The US military on Monday claimed that American jets had shot down an Iranian unmanned surveillance aircraft 97 kilometers northeast of Baghdad in February.
The Ababil 3 was tracked for about 70 minutes before it was shot down “well inside Iraqi airspace”, reads a statement from the army.
The statement also suggests that the aircraft’s presence over Iraq “was not an accident”.
The US claim comes just two days after Adm. Michael Mullen, chairman of the Joint Chiefs of Staff, spoke of the next possible US target — Iran.
“What I worry about in terms of an attack on Iran is in addition to the immediate effect, the effect of the attack, it’s the unintended consequences,” Mullen said.
“We’ve got a very strong strategic reserve in our Air Force and in our Navy and in fact that’s a part of the world, it’s a maritime part of the world, where the emphasis would certainly be on those two forces,” he told Charlie Rose.

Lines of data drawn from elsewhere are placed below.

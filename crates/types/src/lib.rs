//! # proxima-types
//!
//! Core data types for the Proxima proximity search engine.
//!
//! - **Geographic types**: `GeoPoint`, `BoundingBox`
//! - **Entity types**: `EntityId`, `EntityRecord`, `SearchHit`
//! - **Statistics**: `IndexStats`, `CacheStats`, `QueryStats`, `SyncStats`, `ServiceStats`
//!
//! All types are serializable with Serde and built on top of the `geo` crate's
//! geometric primitives.
//!
//! ## Examples
//!
//! ```rust
//! use proxima_types::bbox::BoundingBox;
//! use proxima_types::entity::EntityRecord;
//!
//! let record = EntityRecord::new("cafe-1", 37.7764, -122.4172, "cafe", 1);
//! let sf = BoundingBox::new(37.70, -122.52, 37.83, -122.35);
//! assert!(sf.contains(&record.point()));
//! ```

pub mod bbox;
pub mod entity;
pub mod geo;
pub mod stats;
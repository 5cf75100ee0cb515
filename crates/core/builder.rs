//! Service builder.
//!
//! Start-up goes through [`ProximityBuilder`]: validate the configuration,
//! load the index from a full scan of the backing store, then wire the
//! cache, coordinator and synchronizer around it.

use crate::cache::QueryCache;
use crate::config::Config;
use crate::error::{ProximityError, Result};
use crate::index::SpatialIndex;
use crate::query::QueryCoordinator;
use crate::service::ProximityService;
use crate::storage::BackingStore;
use crate::sync::IndexSynchronizer;
use proxima_types::entity::EntityRecord;
use std::sync::Arc;

/// Builder for a ready-to-query [`ProximityService`].
pub struct ProximityBuilder {
    config: Config,
    store: Option<Arc<dyn BackingStore>>,
    entities: Vec<EntityRecord>,
}

impl ProximityBuilder {
    /// A builder with default configuration and no backing store.
    pub fn new() -> Self {
        Self {
            config: Config::default(),
            store: None,
            entities: Vec::new(),
        }
    }

    pub fn config(mut self, config: Config) -> Self {
        self.config = config;
        self
    }

    /// The system of record scanned at start-up and on
    /// [`ProximityService::rebuild`].
    pub fn backing_store(mut self, store: Arc<dyn BackingStore>) -> Self {
        self.store = Some(store);
        self
    }

    /// Extra records loaded alongside the store scan. Where both carry the
    /// same id the higher version wins.
    pub fn with_entities(mut self, entities: impl IntoIterator<Item = EntityRecord>) -> Self {
        self.entities.extend(entities);
        self
    }

    /// Validates the configuration, performs the start-up scan and returns
    /// the service. A failed scan is returned as is (usually retryable).
    pub fn build(self) -> Result<ProximityService> {
        self.config
            .validate()
            .map_err(ProximityError::InvalidConfig)?;

        let config = self.config;
        let index = Arc::new(SpatialIndex::loading(&config));
        let store = self.store;
        let entities = self.entities;
        index.rebuild_with(|| {
            let mut records = match &store {
                Some(store) => store.fetch_all()?,
                None => Vec::new(),
            };
            records.extend(entities);
            Ok(records)
        })?;

        let cache = Arc::new(QueryCache::new(config.cache_max_entries));
        let coordinator = Arc::new(QueryCoordinator::new(
            Arc::clone(&index),
            Arc::clone(&cache),
            config.clone(),
        ));
        let synchronizer = IndexSynchronizer::new(Arc::clone(&index), config.sync_workers);

        log::info!(
            "proximity service ready: {:?} backend, {} entities, cache {}",
            config.backend,
            index.len(),
            if config.cache_enabled { "on" } else { "off" }
        );
        Ok(ProximityService::new(
            config,
            index,
            cache,
            coordinator,
            synchronizer,
            store,
        ))
    }
}

impl Default for ProximityBuilder {
    fn default() -> Self {
        Self::new()
    }
}

#[cfg(test)]
mod tests {
    use super::*;
    use crate::config::BackendKind;
    use crate::index::IndexState;
    use crate::storage::MemoryStore;
    use proxima_types::entity::EntityId;

    #[test]
    fn test_builder_default() {
        let service = ProximityBuilder::new().build().unwrap();
        assert_eq!(service.index().state(), IndexState::Ready);
        assert!(service.index().is_empty());
    }

    #[test]
    fn test_builder_loads_store_and_entities() {
        let store = Arc::new(MemoryStore::with_records([
            EntityRecord::new("a", 10.0, 10.0, "cafe", 1),
            EntityRecord::new("b", 11.0, 11.0, "bar", 1),
        ]));
        let service = ProximityBuilder::new()
            .config(Config::default().with_backend(BackendKind::Geohash))
            .backing_store(store.clone())
            .with_entities([EntityRecord::new("a", 12.0, 12.0, "cafe", 2)])
            .build()
            .unwrap();

        assert_eq!(service.index().len(), 2);
        assert_eq!(service.index().backend_kind(), BackendKind::Geohash);
        assert_eq!(
            service.index().get(&EntityId::new("a")).unwrap().latitude,
            12.0
        );
        assert_eq!(store.scan_count(), 1);
    }

    #[test]
    fn test_invalid_config_rejected() {
        let mut config = Config::default();
        config.geohash_precision = 0;
        let err = ProximityBuilder::new().config(config).build().unwrap_err();
        assert!(matches!(err, ProximityError::InvalidConfig(_)));
    }

    #[test]
    fn test_offline_store_fails_startup() {
        let store = Arc::new(MemoryStore::new());
        store.set_offline(true);
        let err = ProximityBuilder::new()
            .backing_store(store)
            .build()
            .unwrap_err();
        assert!(err.is_retryable());
    }
}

Iran on Tuesday said it has no information of the alleged drone, which has been described as a surveillance and intelligence-gathering plane with a maximum range of about 150 kilometers.
Foreign Ministry spokesman Hassan Qashqavi told reporters in Tehran that the ministry was unaware of the incident mentioned in the “vague report” issued by the US military.

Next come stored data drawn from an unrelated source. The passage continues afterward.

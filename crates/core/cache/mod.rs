//! TTL cache of materialized search results.
//!
//! Entries are stored in a sharded concurrent map, so unrelated keys never
//! contend on one lock. A value is an immutable `Arc<[CachedHit]>` swapped
//! in whole, so a reader sees either the old list or the new one.
//!
//! An entry holds every entity near its key's canonical center together with
//! its position, not a finished answer: each request re-ranks it from its own
//! center, so the rounding in [`CacheKey`] never leaks into results.
//!
//! Expiry is lazy: an expired entry is never returned and is dropped when it
//! is next read or by [`QueryCache::purge_expired`].

pub mod flight;
pub mod key;

pub use flight::{Flight, FlightGuard, Join, SingleFlight, WaitOutcome};
pub use key::CacheKey;

use dashmap::DashMap;
use proxima_types::entity::{EntityId, SearchHit};
use proxima_types::geo::GeoPoint;
use proxima_types::stats::CacheStats;
use std::sync::Arc;
use std::sync::atomic::{AtomicU64, Ordering};
use std::time::{Duration, Instant};

/// One cached entity: where it was when the entry was computed, and its
/// distance from the center the entry was computed for.
#[derive(Debug, Clone, PartialEq)]
pub struct CachedHit {
    pub id: EntityId,
    pub point: GeoPoint,
    pub distance_m: f64,
}

impl CachedHit {
    pub fn new(id: impl Into<EntityId>, point: GeoPoint, distance_m: f64) -> Self {
        Self {
            id: id.into(),
            point,
            distance_m,
        }
    }

    pub fn into_hit(self) -> SearchHit {
        SearchHit {
            id: self.id,
            distance_m: self.distance_m,
        }
    }
}

/// Shared, immutable candidate list ordered by distance.
pub type CachedHits = Arc<[CachedHit]>;

#[derive(Debug, Clone)]
struct CacheEntry {
    hits: CachedHits,
    expires_at: Instant,
}

/// Query result cache with per-entry TTL and an optional entry bound.
#[derive(Debug)]
pub struct QueryCache {
    entries: DashMap<CacheKey, CacheEntry>,
    max_entries: Option<usize>,
    hits: AtomicU64,
    misses: AtomicU64,
    expired: AtomicU64,
    evicted: AtomicU64,
}

impl QueryCache {
    pub fn new(max_entries: Option<usize>) -> Self {
        Self {
            entries: DashMap::new(),
            max_entries,
            hits: AtomicU64::new(0),
            misses: AtomicU64::new(0),
            expired: AtomicU64::new(0),
            evicted: AtomicU64::new(0),
        }
    }

    /// Returns the live entry for `key`, if any.
    pub fn get(&self, key: &CacheKey) -> Option<CachedHits> {
        let now = Instant::now();
        let stale = match self.entries.get(key) {
            Some(entry) if entry.expires_at > now => {
                self.hits.fetch_add(1, Ordering::Relaxed);
                return Some(Arc::clone(&entry.hits));
            }
            Some(_) => true,
            None => false,
        };
        // The read guard is released before touching the shard again.
        if stale
            && self
                .entries
                .remove_if(key, |_, entry| entry.expires_at <= now)
                .is_some()
        {
            self.expired.fetch_add(1, Ordering::Relaxed);
        }
        self.misses.fetch_add(1, Ordering::Relaxed);
        None
    }

    /// Like [`get`](Self::get) but leaves the statistics untouched.
    pub fn peek(&self, key: &CacheKey) -> Option<CachedHits> {
        let now = Instant::now();
        self.entries
            .get(key)
            .filter(|entry| entry.expires_at > now)
            .map(|entry| Arc::clone(&entry.hits))
    }

    /// Stores `hits` under `key` for `ttl`, replacing any previous value.
    pub fn set(&self, key: CacheKey, hits: CachedHits, ttl: Duration) {
        if let Some(max) = self.max_entries
            && self.entries.len() >= max
            && !self.entries.contains_key(&key)
        {
            self.make_room(max);
        }
        self.entries.insert(
            key,
            CacheEntry {
                hits,
                expires_at: Instant::now() + ttl,
            },
        );
    }

    /// Drops expired entries first; if still full, drops the entry closest
    /// to expiry.
    fn make_room(&self, max: usize) {
        self.purge_expired();
        while self.entries.len() >= max {
            let victim = self
                .entries
                .iter()
                .min_by_key(|entry| entry.value().expires_at)
                .map(|entry| entry.key().clone());
            let Some(victim) = victim else {
                break;
            };
            if self.entries.remove(&victim).is_some() {
                self.evicted.fetch_add(1, Ordering::Relaxed);
            }
        }
    }

    /// Removes `key`. Returns true if an entry was present.
    pub fn invalidate(&self, key: &CacheKey) -> bool {
        self.entries.remove(key).is_some()
    }

    pub fn clear(&self) {
        self.entries.clear();
    }

    /// Drops every expired entry and returns how many were dropped.
    pub fn purge_expired(&self) -> usize {
        let now = Instant::now();
        let before = self.entries.len();
        self.entries.retain(|_, entry| entry.expires_at > now);
        let purged = before.saturating_sub(self.entries.len());
        self.expired.fetch_add(purged as u64, Ordering::Relaxed);
        purged
    }

    pub fn len(&self) -> usize {
        self.entries.len()
    }

    pub fn is_empty(&self) -> bool {
        self.entries.is_empty()
    }

    pub fn stats(&self) -> CacheStats {
        CacheStats {
            hits: self.hits.load(Ordering::Relaxed),
            misses: self.misses.load(Ordering::Relaxed),
            expired: self.expired.load(Ordering::Relaxed),
            evicted: self.evicted.load(Ordering::Relaxed),
            entries: self.entries.len(),
        }
    }
}

impl Default for QueryCache {
    fn default() -> Self {
        Self::new(None)
    }
}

The US has time and again accused Iran of stirring violence in neighboring Iraq, claiming that the country supplies groups opposed to US military presence with weapons, training and money.
Iran has denied links to militant groups inside Iraq, citing the US occupation as the main reason behind the instability of the oil-rich country.

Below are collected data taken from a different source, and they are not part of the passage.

//! Point quadtree over latitude/longitude, stored as a node arena.
//!
//! Nodes live in a `Vec` and refer to each other by `NodeId` handles. Freed
//! nodes go on a free list and are reused by the next split, so subdivision
//! and compaction are plain index bookkeeping.

use super::SpatialBackend;
use crate::compute::spatial::SearchCircle;
use crate::config::BackendKind;
use proxima_types::bbox::BoundingBox;
use proxima_types::entity::EntityId;
use proxima_types::geo::GeoPoint;

type NodeId = u32;

const ROOT: NodeId = 0;

#[derive(Debug)]
enum NodeKind {
    Leaf(Vec<(EntityId, GeoPoint)>),
    /// Children in quadrant order: south-west, south-east, north-west, north-east.
    Internal([NodeId; 4]),
}

#[derive(Debug)]
struct Node {
    bounds: BoundingBox,
    depth: usize,
    /// Entities stored anywhere in this subtree.
    count: usize,
    kind: NodeKind,
}

impl Node {
    fn leaf(bounds: BoundingBox, depth: usize) -> Self {
        Self {
            bounds,
            depth,
            count: 0,
            kind: NodeKind::Leaf(Vec::new()),
        }
    }
}

/// Quadrant of `point` inside `bounds`.
///
/// A point exactly on a split line belongs to the lower (south or west)
/// child, so every point has exactly one home.
#[inline]
fn quadrant_of(bounds: &BoundingBox, point: &GeoPoint) -> usize {
    let center = bounds.center();
    let north = point.lat() > center.lat();
    let east = point.lon() > center.lon();
    ((north as usize) << 1) | east as usize
}

fn quadrants(bounds: &BoundingBox) -> [BoundingBox; 4] {
    let c = bounds.center();
    let (mid_lat, mid_lon) = (c.lat(), c.lon());
    [
        BoundingBox::new(bounds.min_lat, bounds.min_lon, mid_lat, mid_lon),
        BoundingBox::new(bounds.min_lat, mid_lon, mid_lat, bounds.max_lon),
        BoundingBox::new(mid_lat, bounds.min_lon, bounds.max_lat, mid_lon),
        BoundingBox::new(mid_lat, mid_lon, bounds.max_lat, bounds.max_lon),
    ]
}

/// Region quadtree rooted at the whole globe.
#[derive(Debug)]
pub struct QuadTree {
    nodes: Vec<Node>,
    free: Vec<NodeId>,
    capacity: usize,
    max_depth: usize,
}

impl QuadTree {
    /// Creates an empty tree.
    ///
    /// A leaf holding more than `capacity` points splits into four, unless it
    /// is already `max_depth` levels deep; such leaves simply grow, which is
    /// what keeps many coincident points from recursing forever.
    pub fn new(capacity: usize, max_depth: usize) -> Self {
        Self {
            nodes: vec![Node::leaf(BoundingBox::world(), 0)],
            free: Vec::new(),
            capacity: capacity.max(1),
            max_depth,
        }
    }

    fn alloc(&mut self, node: Node) -> NodeId {
        match self.free.pop() {
            Some(id) => {
                self.nodes[id as usize] = node;
                id
            }
            None => {
                self.nodes.push(node);
                (self.nodes.len() - 1) as NodeId
            }
        }
    }

    fn release(&mut self, id: NodeId) {
        let node = &mut self.nodes[id as usize];
        node.count = 0;
        node.kind = NodeKind::Leaf(Vec::new());
        self.free.push(id);
    }

    #[inline]
    fn node(&self, id: NodeId) -> &Node {
        &self.nodes[id as usize]
    }

    #[inline]
    fn node_mut(&mut self, id: NodeId) -> &mut Node {
        &mut self.nodes[id as usize]
    }

    /// Splits an overfull leaf and redistributes its points. Recurses only
    /// into children that are themselves overfull, so the work is bounded by
    /// the leaf size times the remaining depth.
    fn split(&mut self, id: NodeId) {
        let (bounds, depth) = {
            let node = self.node(id);
            (node.bounds, node.depth)
        };
        if depth >= self.max_depth {
            return;
        }
        let entries = match &mut self.node_mut(id).kind {
            NodeKind::Leaf(entries) => std::mem::take(entries),
            NodeKind::Internal(_) => return,
        };

        let children = quadrants(&bounds).map(|b| self.alloc(Node::leaf(b, depth + 1)));
        for (entity, point) in entries {
            let child = self.node_mut(children[quadrant_of(&bounds, &point)]);
            child.count += 1;
            if let NodeKind::Leaf(items) = &mut child.kind {
                items.push((entity, point));
            }
        }
        self.node_mut(id).kind = NodeKind::Internal(children);

        for child in children {
            if self.node(child).count > self.capacity {
                self.split(child);
            }
        }
    }

    /// Folds the children of `id` back into it when they are all leaves and
    /// together hold no more than `capacity` points.
    fn try_merge(&mut self, id: NodeId) -> bool {
        let node = self.node(id);
        let NodeKind::Internal(children) = node.kind else {
            return false;
        };
        if node.count > self.capacity {
            return false;
        }
        let all_leaves = children
            .iter()
            .all(|&c| matches!(self.node(c).kind, NodeKind::Leaf(_)));
        if !all_leaves {
            return false;
        }

        let mut merged = Vec::with_capacity(node.count);
        for child in children {
            if let NodeKind::Leaf(items) = &mut self.node_mut(child).kind {
                merged.append(items);
            }
            self.release(child);
        }
        self.node_mut(id).kind = NodeKind::Leaf(merged);
        true
    }

    /// Depth of the deepest live node.
    pub fn depth(&self) -> usize {
        let mut deepest = 0;
        let mut stack = vec![ROOT];
        while let Some(id) = stack.pop() {
            let node = self.node(id);
            deepest = deepest.max(node.depth);
            if let NodeKind::Internal(children) = node.kind {
                stack.extend(children);
            }
        }
        deepest
    }

    fn leaf_count(&self) -> usize {
        let mut leaves = 0;
        let mut stack = vec![ROOT];
        while let Some(id) = stack.pop() {
            match self.node(id).kind {
                NodeKind::Leaf(_) => leaves += 1,
                NodeKind::Internal(children) => stack.extend(children),
            }
        }
        leaves
    }
}

impl SpatialBackend for QuadTree {
    fn kind(&self) -> BackendKind {
        BackendKind::Quadtree
    }

    fn insert(&mut self, id: EntityId, point: GeoPoint) -> crate::error::Result<()> {
        let mut current = ROOT;
        loop {
            let node = self.node_mut(current);
            node.count += 1;
            match &mut node.kind {
                NodeKind::Internal(children) => {
                    current = children[quadrant_of(&node.bounds, &point)];
                }
                NodeKind::Leaf(items) => {
                    items.push((id, point));
                    break;
                }
            }
        }
        if self.node(current).count > self.capacity {
            self.split(current);
        }
        Ok(())
    }

    fn remove(&mut self, id: &EntityId, point: &GeoPoint) -> bool {
        let mut path = Vec::with_capacity(self.max_depth + 1);
        let mut current = ROOT;
        loop {
            path.push(current);
            let node = self.node(current);
            match &node.kind {
                NodeKind::Internal(children) => {
                    current = children[quadrant_of(&node.bounds, point)];
                }
                NodeKind::Leaf(_) => break,
            }
        }

        let removed = match &mut self.node_mut(current).kind {
            NodeKind::Leaf(items) => match items.iter().position(|(e, _)| e == id) {
                Some(pos) => {
                    items.swap_remove(pos);
                    true
                }
                None => false,
            },
            NodeKind::Internal(_) => false,
        };
        if !removed {
            return false;
        }

        for &node in &path {
            self.node_mut(node).count -= 1;
        }
        // Compact bottom-up; each merge may enable one at the parent.
        for &node in path.iter().rev().skip(1) {
            if !self.try_merge(node) {
                break;
            }
        }
        true
    }

    fn query_circle(&self, circle: &SearchCircle, out: &mut Vec<EntityId>) {
        let mut stack = vec![ROOT];
        while let Some(id) = stack.pop() {
            let node = self.node(id);
            if node.count == 0 || !circle.intersects_box(&node.bounds) {
                continue;
            }
            match &node.kind {
                NodeKind::Leaf(items) => out.extend(items.iter().map(|(e, _)| e.clone())),
                NodeKind::Internal(children) => stack.extend(children),
            }
        }
    }

    fn query_bbox(&self, bbox: &BoundingBox, out: &mut Vec<EntityId>) {
        let mut stack = vec![ROOT];
        while let Some(id) = stack.pop() {
            let node = self.node(id);
            if node.count == 0 || !node.bounds.intersects(bbox) {
                continue;
            }
            match &node.kind {
                NodeKind::Leaf(items) => out.extend(
                    items
                        .iter()
                        .filter(|(_, p)| bbox.contains(p))
                        .map(|(e, _)| e.clone()),
                ),
                NodeKind::Internal(children) => stack.extend(children),
            }
        }
    }

    fn len(&self) -> usize {
        self.node(ROOT).count
    }

    fn cell_count(&self) -> usize {
        self.leaf_count()
    }

    fn max_depth(&self) -> usize {
        self.depth()
    }

    fn clear(&mut self) {
        self.nodes.clear();
        self.free.clear();
        self.nodes.push(Node::leaf(BoundingBox::world(), 0));
    }
}

#[cfg(test)]
mod tests {
    use super::*;

    fn id(s: &str) -> EntityId {
        EntityId::new(s)
    }

    fn circle(lat: f64, lon: f64, radius_m: f64) -> SearchCircle {
        SearchCircle::new(GeoPoint::new(lat, lon), radius_m)
    }

    #[test]
    fn test_split_on_overflow() {
        let mut tree = QuadTree::new(4, 20);
        for i in 0..5 {
            tree.insert(id(&format!("e{i}")), GeoPoint::new(10.0 + i as f64, 10.0 + i as f64))
                .unwrap();
        }
        assert_eq!(tree.len(), 5);
        assert!(tree.depth() >= 1);
        assert!(tree.cell_count() >= 4);
    }

    #[test]
    fn test_boundary_point_goes_to_lower_child() {
        let bounds = BoundingBox::world();
        // Exactly on both split lines of the root.
        assert_eq!(quadrant_of(&bounds, &GeoPoint::new(0.0, 0.0)), 0);
        assert_eq!(quadrant_of(&bounds, &GeoPoint::new(0.0, 1.0)), 1);
        assert_eq!(quadrant_of(&bounds, &GeoPoint::new(1.0, 0.0)), 2);
        assert_eq!(quadrant_of(&bounds, &GeoPoint::new(1.0, 1.0)), 3);
    }

    #[test]
    fn test_boundary_points_not_duplicated() {
        let mut tree = QuadTree::new(1, 20);
        tree.insert(id("on-line"), GeoPoint::new(0.0, 0.0)).unwrap();
        tree.insert(id("ne"), GeoPoint::new(1.0, 1.0)).unwrap();
        tree.insert(id("sw"), GeoPoint::new(-1.0, -1.0)).unwrap();

        let mut out = Vec::new();
        tree.query_circle(&circle(0.0, 0.0, 500_000.0), &mut out);
        out.sort();
        assert_eq!(out, vec![id("ne"), id("on-line"), id("sw")]);
    }

    #[test]
    fn test_coincident_points_stop_at_max_depth() {
        let mut tree = QuadTree::new(2, 6);
        for i in 0..50 {
            tree.insert(id(&format!("same-{i}")), GeoPoint::new(37.0, -122.0))
                .unwrap();
        }
        assert_eq!(tree.len(), 50);
        assert_eq!(tree.depth(), 6);

        let mut out = Vec::new();
        tree.query_circle(&circle(37.0, -122.0, 100.0), &mut out);
        assert_eq!(out.len(), 50);
    }

    #[test]
    fn test_remove_compacts() {
        let mut tree = QuadTree::new(2, 20);
        let points: Vec<(EntityId, GeoPoint)> = (0..8)
            .map(|i| (id(&format!("p{i}")), GeoPoint::new(-40.0 + 10.0 * i as f64, 5.0 * i as f64)))
            .collect();
        for (e, p) in &points {
            tree.insert(e.clone(), *p).unwrap();
        }
        let cells_before = tree.cell_count();
        assert!(cells_before > 1);

        for (e, p) in points.iter().skip(1) {
            assert!(tree.remove(e, p));
        }
        assert_eq!(tree.len(), 1);
        assert_eq!(tree.cell_count(), 1);
        assert_eq!(tree.depth(), 0);

        // Freed nodes are reused by the next split.
        let arena = tree.nodes.len();
        for (e, p) in points.iter().skip(1) {
            tree.insert(e.clone(), *p).unwrap();
        }
        assert_eq!(tree.nodes.len(), arena);
    }

    #[test]
    fn test_remove_missing() {
        let mut tree = QuadTree::new(4, 20);
        tree.insert(id("a"), GeoPoint::new(1.0, 1.0)).unwrap();
        assert!(!tree.remove(&id("b"), &GeoPoint::new(1.0, 1.0)));
        assert_eq!(tree.len(), 1);
    }

    #[test]
    fn test_query_prunes_far_cells() {
        let mut tree = QuadTree::new(1, 20);
        tree.insert(id("sf"), GeoPoint::new(37.7764, -122.4172)).unwrap();
        tree.insert(id("nyc"), GeoPoint::new(40.7128, -74.0060)).unwrap();
        tree.insert(id("tokyo"), GeoPoint::new(35.6762, 139.6503)).unwrap();

        let mut out = Vec::new();
        tree.query_circle(&circle(37.7749, -122.4194, 2_000.0), &mut out);
        assert_eq!(out, vec![id("sf")]);
    }

    #[test]
    fn test_query_across_antimeridian() {
        let mut tree = QuadTree::new(1, 20);
        tree.insert(id("east"), GeoPoint::new(30.0, 179.9)).unwrap();
        tree.insert(id("west"), GeoPoint::new(30.0, -179.95)).unwrap();
        tree.insert(id("far"), GeoPoint::new(30.0, 0.0)).unwrap();

        let mut out = Vec::new();
        tree.query_circle(&circle(30.0, 179.99, 10_000.0), &mut out);
        out.sort();
        assert_eq!(out, vec![id("east"), id("west")]);
    }

    #[test]
    fn test_query_bbox() {
        let mut tree = QuadTree::new(2, 20);
        tree.insert(id("in"), GeoPoint::new(5.0, 5.0)).unwrap();
        tree.insert(id("edge"), GeoPoint::new(10.0, 10.0)).unwrap();
        tree.insert(id("out"), GeoPoint::new(20.0, 20.0)).unwrap();

        let mut out = Vec::new();
        tree.query_bbox(&BoundingBox::new(0.0, 0.0, 10.0, 10.0), &mut out);
        out.sort();
        assert_eq!(out, vec![id("edge"), id("in")]);
    }

    #[test]
    fn test_clear() {
        let mut tree = QuadTree::new(1, 20);
        tree.insert(id("a"), GeoPoint::new(1.0, 1.0)).unwrap();
        tree.insert(id("b"), GeoPoint::new(-1.0, -1.0)).unwrap();
        tree.clear();
        assert_eq!(tree.len(), 0);
        assert_eq!(tree.cell_count(), 1);
    }
}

The US, Israel and their European allies accuse Tehran, a signatory to the Non-Proliferation Treaty (NPT), of having plans to develop nuclear weaponry.
While the Bush administration employed go-to-war rhetoric against Iran on a regular basis, the Obama administration says it seeks a different approach.
Echelons in Tel Aviv, however, have been lobbying the US in an effort to coax President Barack Obama into joining Israel in attacking Iran.
The new drone claim come as Israeli army chief of staff Lieutenant Gen. Gabi Ashkenazi was in the United States on Monday to sell the idea of launching air strikes on Iranian nuclear installations as a “concrete” option.